Under the bill, utilities would need to increase the amount of their retail electric sales generated from renewable energy sources — wind or solar — to 55 percent by 2035.
They would also be required to have 80 percent of their electricity from carbon-free sources by 2030, increasing to 100 percent by 2040.
Many clean energy advocates and labor union representatives turned out to testify in favor of the bill, arguing it’s important for utilities to move more quickly to sources of electricity that don't produce carbon dioxide and other greenhouse gases.
“Climate science demands this,” said Michael Noble, executive director of the nonprofit advocacy group Fresh Energy. He said the cost of solar, wind and energy storage have all declined dramatically in recent years, and the recently passed Inflation Reduction Act includes federal tax credits for renewable energy, “so this is a great time to accelerate our efforts.”
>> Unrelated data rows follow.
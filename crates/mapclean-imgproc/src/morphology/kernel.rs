use mapclean_image::ImageError;

/// A rectangular morphological structuring element.
///
/// Every cell of the rectangle takes part in the operation and the anchor is
/// the geometric centre, so both sides must be odd.
///
/// # Example
///
/// ```rust
/// use mapclean_imgproc::morphology::Kernel;
///
/// let kernel = Kernel::rect(3, 5).unwrap();
/// assert_eq!(kernel.width(), 5);
/// assert_eq!(kernel.height(), 3);
/// assert_eq!(kernel.pad(), (1, 2));
/// ```
#[derive(Debug, Clone, Copy, PartialEq, Eq)]
pub struct Kernel {
    width: usize,
    height: usize,
}

impl Kernel {
    /// Create a `height` x `width` rectangle.
    ///
    /// # Errors
    ///
    /// Returns [`ImageError::InvalidKernelSize`] if a side is zero or even.
    pub fn rect(height: usize, width: usize) -> Result<Self, ImageError> {
        if height == 0 || width == 0 || height % 2 == 0 || width % 2 == 0 {
            return Err(ImageError::InvalidKernelSize(height, width));
        }
        Ok(Self { width, height })
    }

    /// Get the width of the kernel.
    pub fn width(&self) -> usize {
        self.width
    }

    /// Get the height of the kernel.
    pub fn height(&self) -> usize {
        self.height
    }

    /// Get the padding for the kernel (offset from center) as (rows, cols).
    pub fn pad(&self) -> (usize, usize) {
        (self.height / 2, self.width / 2)
    }
}
use mapclean_image::{BinaryImage, Image, ImageError};

use crate::parallel;

/// Apply an inverse binary threshold, producing an occupancy grid.
///
/// Pixels strictly below `threshold` become OCCUPIED (`true`), all others FREE.
/// On a map where obstacles are dark this marks the obstacles.
///
/// # Arguments
///
/// * `src` - The input grayscale image.
/// * `dst` - The output occupancy grid.
/// * `threshold` - The lowest intensity that counts as free space.
///
/// # Examples
///
/// ```
/// use mapclean_image::{BinaryImage, Image};
/// use mapclean_imgproc::threshold::threshold_binary_inverse;
///
/// let image = Image::<u8, 1>::new([3, 1].into(), vec![0, 1, 200]).unwrap();
/// let mut grid = BinaryImage::from_size_val(image.size(), false).unwrap();
///
/// threshold_binary_inverse(&image, &mut grid, 1).unwrap();
/// assert_eq!(grid.as_slice(), &[true, false, false]);
/// ```
pub fn threshold_binary_inverse(
    src: &Image<u8, 1>,
    dst: &mut BinaryImage,
    threshold: u8,
) -> Result<(), ImageError> {
    src.ensure_same_size(dst)?;

    parallel::par_iter_rows_val(src, dst, |src_pixel, dst_pixel| {
        *dst_pixel = *src_pixel < threshold;
    });

    Ok(())
}
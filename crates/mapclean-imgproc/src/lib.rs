#![deny(missing_docs)]
#![doc = env!("CARGO_PKG_DESCRIPTION")]

/// border handling for neighbourhood operations.
pub mod border;

/// color transformations module.
pub mod color;

/// connected component labelling of occupancy grids.
pub mod connected_components;

/// utilities to draw on images.
pub mod draw;

/// canny edge detection.
pub mod edges;

/// image filtering module.
pub mod filter;

/// size-gated filling of small gaps in occupancy grids.
pub mod gap_fill;

/// probabilistic hough transform.
pub mod hough;

/// binary morphology on occupancy grids.
pub mod morphology;

/// module containing parallization utilities.
pub mod parallel;

/// operations to threshold images.
pub mod threshold;

mod union_find;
The state’s largest electric utilities, including Xcel Energy and Minnesota Power, have pledged to be carbon-free by 2050.
Chris Clark, president of Xcel Energy in Minnesota, North Dakota and South Dakota, noted that the bill encourages the company to move faster, “which we find exciting but challenging.” It would require completing planned projects such as a large solar project near Becker, he said, as well as embracing new technologies.
But some rural electric cooperatives and other groups testified that it could be difficult to meet the mandate while maintaining affordable, reliable power.
Brian Cook, director of energy policy for the Minnesota Chamber of Commerce, said it will be costly for utilities to meet the deadline, and Minnesota already is facing rapidly rising electricity prices.
"The costs will be passed through to customers on their utility bills — customers already facing cost increases that outpace the rest of the nation,” he said. “It will put even more stress on an already stressed grid."
The bill does allow “off ramps” for utilities if they demonstrate to the Minnesota Public Utilities Commission that meeting the benchmarks would have significant impacts on energy costs or reliability.
It also gives utilities the option of buying renewable energy credits to meet the standard, instead of buying or producing the energy directly.
Some cooperatives asked that the bill be changed to exempt fossil fuel power generated by plants outside of Minnesota, as well as gas “peaking” plants that operate when demand for electricity is high.
“Those resources are absolutely essential in a largely renewable system,” said Tim Sullivan, president and CEO of Wright-Hennepin Cooperative Electric Association. “They don’t run very often, they emit very little carbon, and it’s a tiny tiny price to pay to keep an essential reliability benefit.”
A companion bill has been introduced in the Senate by Sen. Nick Frentz, DFL-North Mankato.
Correction (Jan. 19, 2023): A previous version of this story incorrectly listed biomass as a carbon-free energy source.